I practiced it all day in my dressing room. I was kind of nervous, but I thought, "We're going to send some love to him and do this song of his." It was probably one of the most beautiful live moments I've ever had. The song is beautiful and, somehow, the music, his spirit—I don't know if his ghost was in the room or what, but it carried me through that song like I could have never imagined.
It's just one of those moments I'm really glad we could capture because I don't even know if I'll play that song again. It was such a special time to play it and I don't know if I could ever recapture that. Just the vibe in the room, you know.
I feel like a different musician might do a more melodramatic version of "Black Hole Sun." I appreciate that you just inhabited the melody and let it speak for itself because I think he was a Beatles- or Kurt Cobain-level melody writer.
Oh, totally. I'd known that song forever, but I'd never tried to play it. And when I was learning it that day, I was like, "Holy crap! This song is crazy! It's so good; it's so unique; it's so interesting." And the lyrics are so beautiful as well.
What's your plan for 2021 and beyond now that we're all hopefully getting our vaccines? I'm sure you're raring to return to the stage.
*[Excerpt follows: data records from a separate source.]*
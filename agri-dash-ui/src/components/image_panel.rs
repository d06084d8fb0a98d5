//! Main image of the satellite viewer.

use crate::state::SatelliteDashboardState;
use dioxus::prelude::*;

/// The selected image in the active analysis mode, with capture details.
#[component]
pub fn ImagePanel() -> Element {
    let state = use_context::<SatelliteDashboardState>();
    let displayed = state.viewer.read().displayed_image();

    let Some(image) = displayed else {
        return rsx! {};
    };

    rsx! {
        div {
            class: "satellite-image-container",
            img {
                class: "satellite-image",
                src: "{image.src}",
                alt: "{image.alt}",
                style: "width: 100%; border-radius: 6px; display: block;",
            }
            div {
                class: "image-info",
                style: "font-size: 13px; margin-top: 6px;",
                p { style: "margin: 2px 0;", "Date: {image.date_label}" }
                p { style: "margin: 2px 0;", "Resolution: {image.resolution}m" }
                p { style: "margin: 2px 0;", "Cloud Cover: {image.cloud_cover}%" }
            }
        }
    }
}
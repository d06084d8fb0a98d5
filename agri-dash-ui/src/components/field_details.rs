//! Detail panel for the selected field.

use crate::state::CropDashboardState;
use crate::theme::PANEL_BORDER;
use dioxus::prelude::*;

/// Shows the selected field, re-resolved against the latest snapshot.
/// Renders nothing when no field resolves.
#[component]
pub fn FieldDetails() -> Element {
    let state = use_context::<CropDashboardState>();
    let field = state.analysis.read().selected_field().cloned();

    let Some(field) = field else {
        return rsx! {};
    };

    let tone = field.health_tone();
    let health_class = tone.text_class();
    let health_color = tone.text_color();
    let last_updated = field.last_updated_label();

    rsx! {
        div {
            class: "field-details",
            style: "margin-top: 8px; padding: 12px; border: 1px solid {PANEL_BORDER}; border-radius: 6px;",
            h4 { style: "margin: 0 0 8px 0;", "{field.name}" }
            div {
                class: "field-metrics",
                style: "display: grid; grid-template-columns: repeat(2, 1fr); gap: 6px; font-size: 14px;",
                div { class: "field-metric", span { "Area: {field.area} hectares" } }
                div { class: "field-metric", span { "Crop Type: {field.crop_type}" } }
                div {
                    class: "field-metric",
                    span {
                        class: "{health_class}",
                        style: "color: {health_color}; font-weight: 600;",
                        "Health: {field.health}"
                    }
                }
                div { class: "field-metric", span { "Current NDVI: {field.current_ndvi}" } }
                div { class: "field-metric", span { "Growth Stage: {field.growth_stage}" } }
                div { class: "field-metric", span { "Last Updated: {last_updated}" } }
            }
        }
    }
}
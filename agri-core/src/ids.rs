//! Identifiers for fields and satellite images.
//!
//! The analytics service may send ids as JSON strings or numbers. Selections
//! come back from the DOM as strings, so ids are normalised to their string
//! form on the way in and compared as strings everywhere.

use serde::{Deserialize, Serialize};
use std::fmt;

/// Any JSON scalar the service uses as an identifier.
#[derive(Deserialize)]
#[serde(untagged)]
enum RawId {
    Text(String),
    Integer(i64),
    Float(f64),
}

impl RawId {
    fn into_string(self) -> String {
        match self {
            RawId::Text(s) => s,
            RawId::Integer(i) => i.to_string(),
            RawId::Float(f) => f.to_string(),
        }
    }
}

macro_rules! string_id {
    ($(#[$meta:meta])* $name:ident) => {
        $(#[$meta])*
        #[derive(Debug, Clone, PartialEq, Eq, Hash, PartialOrd, Ord, Serialize)]
        #[serde(transparent)]
        pub struct $name(String);

        impl $name {
            pub fn new(id: impl Into<String>) -> Self {
                Self(id.into())
            }

            pub fn as_str(&self) -> &str {
                &self.0
            }
        }

        impl<'de> Deserialize<'de> for $name {
            fn deserialize<D: serde::Deserializer<'de>>(deserializer: D) -> Result<Self, D::Error> {
                RawId::deserialize(deserializer).map(|raw| Self(raw.into_string()))
            }
        }

        impl From<$name> for String {
            fn from(id: $name) -> Self {
                id.0
            }
        }

        impl From<&str> for $name {
            fn from(id: &str) -> Self {
                Self(id.to_string())
            }
        }

        impl fmt::Display for $name {
            fn fmt(&self, f: &mut fmt::Formatter<'_>) -> fmt::Result {
                f.pad(&self.0)
            }
        }
    };
}

string_id!(
    /// Identifier of an agricultural field.
    FieldId
);

string_id!(
    /// Identifier of a satellite image capture.
    ImageId
);

#[cfg(test)]
mod tests {
    use super::{FieldId, ImageId};

    #[test]
    fn test_string_and_numeric_ids_deserialize() {
        let ids: Vec<FieldId> = serde_json::from_str(r#"["F-1", 7, 3.5]"#).unwrap();
        assert_eq!(ids[0].as_str(), "F-1");
        assert_eq!(ids[1].as_str(), "7");
        assert_eq!(ids[2].as_str(), "3.5");
    }

    #[test]
    fn test_numeric_id_matches_dom_string() {
        let id: ImageId = serde_json::from_str("42").unwrap();
        assert_eq!(id, ImageId::from("42"));
    }

    #[test]
    fn test_serializes_as_plain_string() {
        let json = serde_json::to_string(&FieldId::new("north-40")).unwrap();
        assert_eq!(json, r#""north-40""#);
    }
}
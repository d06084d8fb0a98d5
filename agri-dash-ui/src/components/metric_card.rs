//! Titled value card.

use crate::theme::{PRIMARY_50, PRIMARY_700};
use dioxus::prelude::*;

#[derive(Props, Clone, PartialEq)]
pub struct MetricCardProps {
    pub title: String,
    pub value: String,
}

#[component]
pub fn MetricCard(props: MetricCardProps) -> Element {
    rsx! {
        div {
            class: "metric-card",
            style: "flex: 1; min-width: 140px; padding: 12px; background: {PRIMARY_50}; border-radius: 6px;",
            h4 {
                style: "margin: 0 0 6px 0; font-size: 13px; font-weight: 600;",
                "{props.title}"
            }
            span {
                class: "metric-value",
                style: "font-size: 20px; font-weight: bold; color: {PRIMARY_700};",
                "{props.value}"
            }
        }
    }
}
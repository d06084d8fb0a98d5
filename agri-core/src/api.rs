//! Native HTTP client for the analytics service.

use crate::config::ApiConfig;
use crate::error::FetchError;
use crate::imagery::SatelliteImageRecord;
use crate::wire::{decode_crop_analysis, decode_satellite_images, CropAnalysisResponse};
use log::debug;
use reqwest::Client;

/// Client for the two analytics endpoints.
#[derive(Debug, Clone)]
pub struct AnalyticsClient {
    client: Client,
    config: ApiConfig,
}

impl From<reqwest::Error> for FetchError {
    fn from(err: reqwest::Error) -> Self {
        match err.status() {
            Some(status) => FetchError::Status(status.as_u16()),
            None => FetchError::Network(err.to_string()),
        }
    }
}

impl AnalyticsClient {
    pub fn new(config: ApiConfig) -> Result<Self, FetchError> {
        let client = Client::builder().timeout(config.timeout).build()?;
        Ok(Self { client, config })
    }

    pub fn config(&self) -> &ApiConfig {
        &self.config
    }

    /// `GET /api/crop-analysis`
    pub async fn crop_analysis(&self) -> Result<CropAnalysisResponse, FetchError> {
        let body = self.get_text(&self.config.crop_analysis_url()).await?;
        decode_crop_analysis(&body)
    }

    /// `GET /api/satellite-images`
    pub async fn satellite_images(&self) -> Result<Vec<SatelliteImageRecord>, FetchError> {
        let body = self.get_text(&self.config.satellite_images_url()).await?;
        decode_satellite_images(&body)
    }

    async fn get_text(&self, url: &str) -> Result<String, FetchError> {
        debug!("GET {}", url);
        let response = self.client.get(url).send().await?;
        let status = response.status();
        if !status.is_success() {
            return Err(FetchError::Status(status.as_u16()));
        }
        Ok(response.text().await?)
    }
}
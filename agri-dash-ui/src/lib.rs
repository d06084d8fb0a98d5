//! Shared Dioxus components and browser plumbing for the crop dashboard apps.
//!
//! This crate provides:
//! - `js_bridge`: Rust wrappers for the D3.js chart functions via `js_sys::eval()`
//! - `fetch`: `window.fetch` calls against the analytics service
//! - `interval`: a cancellable `setInterval` and the `use_interval` hook
//! - `state`: reactive view state for each app, provided via Dioxus context
//! - `theme`: dashboard palette
//! - `components`: reusable RSX components (selectors, panels, timeline, etc.)

pub mod components;
pub mod fetch;
pub mod interval;
pub mod js_bridge;
pub mod state;
pub mod theme;
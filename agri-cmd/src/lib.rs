//! Command implementations for the crop analytics CLI.
//!
//! The commands drive the same view state as the browser dashboards, so a
//! terminal session sees exactly what the dashboards would show: one-shot
//! reports, or a polling watch that keeps the last good snapshot on failure.

use agri_core::api::AnalyticsClient;
use agri_core::imagery::AnalysisMode;
use clap::Subcommand;
use std::time::Duration;

pub mod crop;
pub mod report;
pub mod satellite;

#[derive(Subcommand)]
pub enum Command {
    /// Fetch crop analytics once and print the dashboard report
    CropAnalysis {
        /// Field id to show details for
        #[arg(short = 'f', long)]
        field: Option<String>,
    },

    /// Poll crop analytics on a fixed interval until interrupted
    Watch {
        /// Seconds between refreshes
        #[arg(short = 'i', long, default_value_t = 300)]
        interval_secs: u64,

        /// Field id to show details for
        #[arg(short = 'f', long)]
        field: Option<String>,

        /// Stop after this many refreshes
        #[arg(short = 'n', long)]
        count: Option<u32>,
    },

    /// Fetch the satellite image list once and print the viewer report
    SatelliteImages {
        /// Band to display: ndvi, rgb or nir
        #[arg(short = 'm', long, default_value = "ndvi")]
        mode: AnalysisMode,

        /// Image id to select instead of the first one
        #[arg(short = 's', long)]
        select: Option<String>,
    },
}

pub async fn run(command: Command, client: AnalyticsClient) -> anyhow::Result<()> {
    match command {
        Command::CropAnalysis { field } => {
            crop::run_crop_analysis(&client, field.as_deref()).await
        }
        Command::Watch {
            interval_secs,
            field,
            count,
        } => {
            let options = crop::WatchOptions {
                period: Duration::from_secs(interval_secs.max(1)),
                field,
                max_polls: count,
            };
            crop::run_watch(&client, &options).await
        }
        Command::SatelliteImages { mode, select } => {
            satellite::run_satellite_images(&client, mode, select.as_deref()).await
        }
    }
}
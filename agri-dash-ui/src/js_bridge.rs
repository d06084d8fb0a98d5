//! Typed wrappers around JS interop via `js_sys::eval()`.
//!
//! D3.js chart functions live in `assets/js/*.js` and are loaded at runtime.
//! They are evaluated as globals (no ES modules) and exposed via `window.*`.
//! This module serializes chart payloads and calls those globals.

use agri_core::chart::{HealthBarChart, NdviLineChart};

// Embed all D3 chart JS files at compile time
static TOOLTIP_JS: &str = include_str!("../assets/js/tooltip.js");
static NDVI_LINE_CHART_JS: &str = include_str!("../assets/js/ndvi-line-chart.js");
static HEALTH_BAR_CHART_JS: &str = include_str!("../assets/js/health-bar-chart.js");

/// Globals promoted to `window` once the scripts are evaluated.
const CHART_GLOBALS: [&str; 5] = [
    "renderNdviLineChart",
    "renderHealthBarChart",
    "initTooltip",
    "showTooltip",
    "hideTooltip",
];

/// Execute arbitrary JS, wrapping in try/catch to avoid panics.
pub fn call_js(code: &str) {
    let wrapped = format!(
        "try {{ {} }} catch(e) {{ console.warn('Agri JS call failed:', e); }}",
        code
    );
    let _ = js_sys::eval(&wrapped);
}

/// Quote a string as a JS string literal.
fn js_string(value: &str) -> String {
    serde_json::to_string(value).unwrap_or_else(|_| "''".to_string())
}

/// Initialize chart scripts with a wait-for-D3 polling loop.
///
/// The chart JS files define their functions with `function` declarations.
/// They are evaluated at global scope via indirect eval once D3 is ready and
/// each function is then promoted to `window.*` explicitly. Safe to call
/// more than once.
pub fn init_charts() {
    let all_js = [TOOLTIP_JS, NDVI_LINE_CHART_JS, HEALTH_BAR_CHART_JS].join("\n");

    let promote = CHART_GLOBALS
        .iter()
        .map(|name| format!("if (typeof {0} !== 'undefined') window.{0} = {0};", name))
        .collect::<Vec<_>>()
        .join("\n");

    call_js(&format!(
        r#"
        (function() {{
            if (window.__agriChartsReady || window.__agriChartsLoading) return;
            window.__agriChartsLoading = true;
            window.__agriChartScripts = {scripts};
            var waitForD3 = setInterval(function() {{
                if (typeof d3 !== 'undefined') {{
                    clearInterval(waitForD3);
                    (0, eval)(window.__agriChartScripts);
                    delete window.__agriChartScripts;
                    {promote}
                    window.__agriChartsReady = true;
                    console.log('Agri charts initialized');
                }}
            }}, 100);
        }})();
        "#,
        scripts = js_string(&all_js),
        promote = promote,
    ));
}

/// Call `window[function]` once D3, the chart scripts and the container
/// element all exist.
fn render_when_ready(function: &str, container_id: &str, data_json: &str, config_json: &str) {
    call_js(&format!(
        r#"
        (function() {{
            var poll = setInterval(function() {{
                if (window.__agriChartsReady &&
                    typeof window.{function} !== 'undefined' &&
                    document.getElementById({container})) {{
                    clearInterval(poll);
                    try {{
                        window.{function}({container}, {data}, {config});
                    }} catch(e) {{ console.error('[Agri] {function} error:', e); }}
                }}
            }}, 100);
        }})();
        "#,
        function = function,
        container = js_string(container_id),
        data = js_string(data_json),
        config = js_string(config_json),
    ));
}

/// Render the NDVI time-series line chart into `container_id`.
pub fn render_line_chart(container_id: &str, chart: &NdviLineChart) {
    match (chart.data_json(), chart.config_json()) {
        (Ok(data), Ok(config)) => {
            render_when_ready("renderNdviLineChart", container_id, &data, &config)
        }
        (Err(e), _) | (_, Err(e)) => log::error!("Failed to serialize NDVI chart: {}", e),
    }
}

/// Render the health distribution bar chart into `container_id`.
pub fn render_bar_chart(container_id: &str, chart: &HealthBarChart) {
    match (chart.data_json(), chart.config_json()) {
        (Ok(data), Ok(config)) => {
            render_when_ready("renderHealthBarChart", container_id, &data, &config)
        }
        (Err(e), _) | (_, Err(e)) => log::error!("Failed to serialize health chart: {}", e),
    }
}

/// Destroy/clean up a chart in the given container.
pub fn destroy_chart(container_id: &str) {
    call_js(&format!(
        "var el = document.getElementById({}); if (el) el.innerHTML = '';",
        js_string(container_id)
    ));
}

#[cfg(test)]
mod tests {
    use super::{js_string, HEALTH_BAR_CHART_JS, NDVI_LINE_CHART_JS, TOOLTIP_JS};

    #[test]
    fn test_js_string_escapes_quotes() {
        assert_eq!(js_string(r#"[{"label":"it's"}]"#), r#""[{\"label\":\"it's\"}]""#);
        assert_eq!(js_string("a\nb"), r#""a\nb""#);
    }

    #[test]
    fn test_tooltip_writes_labels_as_text() {
        assert!(TOOLTIP_JS.contains("textContent"));
        assert!(!TOOLTIP_JS.contains("innerHTML"));
        for script in [NDVI_LINE_CHART_JS, HEALTH_BAR_CHART_JS] {
            assert!(!script.contains("<br>"));
            assert!(script.contains("showTooltip(event, [d.label,"));
        }
    }

    #[test]
    fn test_line_chart_positions_points_by_index() {
        assert!(NDVI_LINE_CHART_JS.contains(".domain(d3.range(data.length))"));
        assert!(!NDVI_LINE_CHART_JS.contains("x(d.label)"));
    }
}
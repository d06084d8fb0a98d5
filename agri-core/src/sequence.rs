//! Request-sequence tokens for last-writer-wins snapshots.
//!
//! Each refresh takes a token before it is sent. A response may only replace
//! the snapshot if its token is newer than the one behind the current
//! snapshot, so a slow response can never overwrite a fresher one.

/// Ticket identifying one outgoing request.
#[derive(Debug, PartialEq, Eq, PartialOrd, Ord, Clone, Copy, Hash)]
pub struct RequestToken(u64);

impl RequestToken {
    pub fn value(self) -> u64 {
        self.0
    }
}

#[derive(Debug, Default, Clone)]
pub struct RequestSequence {
    issued: u64,
    applied: u64,
}

impl RequestSequence {
    pub fn new() -> Self {
        Self::default()
    }

    /// Issue the next token. Tokens start at 1 and strictly increase.
    pub fn issue(&mut self) -> RequestToken {
        self.issued += 1;
        RequestToken(self.issued)
    }

    /// True when a response carrying `token` may still replace the snapshot.
    pub fn is_current(&self, token: RequestToken) -> bool {
        token.0 > self.applied
    }

    /// Record that the response for `token` was applied. Returns false (and
    /// records nothing) for a stale token.
    pub fn mark_applied(&mut self, token: RequestToken) -> bool {
        if !self.is_current(token) {
            return false;
        }
        self.applied = token.0;
        true
    }

    /// Token of the last applied response, if any.
    pub fn last_applied(&self) -> Option<RequestToken> {
        (self.applied > 0).then_some(RequestToken(self.applied))
    }
}
//! Reusable Dioxus RSX components for the crop dashboard apps.

mod chart_container;
mod chart_header;
mod field_details;
mod field_selector;
mod image_metrics;
mod image_panel;
mod image_timeline;
mod loading_spinner;
mod metric_card;
mod mode_selector;
mod status_panel;
mod yield_summary;

pub use chart_container::ChartContainer;
pub use chart_header::ChartHeader;
pub use field_details::FieldDetails;
pub use field_selector::FieldSelector;
pub use image_metrics::ImageMetricsPanel;
pub use image_panel::ImagePanel;
pub use image_timeline::ImageTimeline;
pub use loading_spinner::LoadingSpinner;
pub use metric_card::MetricCard;
pub use mode_selector::ModeSelector;
pub use status_panel::{StatusIndicator, StatusPanel};
pub use yield_summary::YieldSummary;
Yeah, I'm so excited! I get my second shot in a few weeks. I'm really excited to return to the stage, but I don't know when. I'm just going to wait until things completely return. I'm going to let everyone who is really raring to go, go. I can't imagine doing it before 2022, but I'm down if it happens! [laughs] I'm ready!
The problem might be that everyone will want to go back out at once.
Yeah. And also, I'm cool for a minute. I don't know. I don't want to cobble it together. The half-capacity thing… I'll go to those shows, but I don't know. I don't want to jump the gun myself, but I'm excited.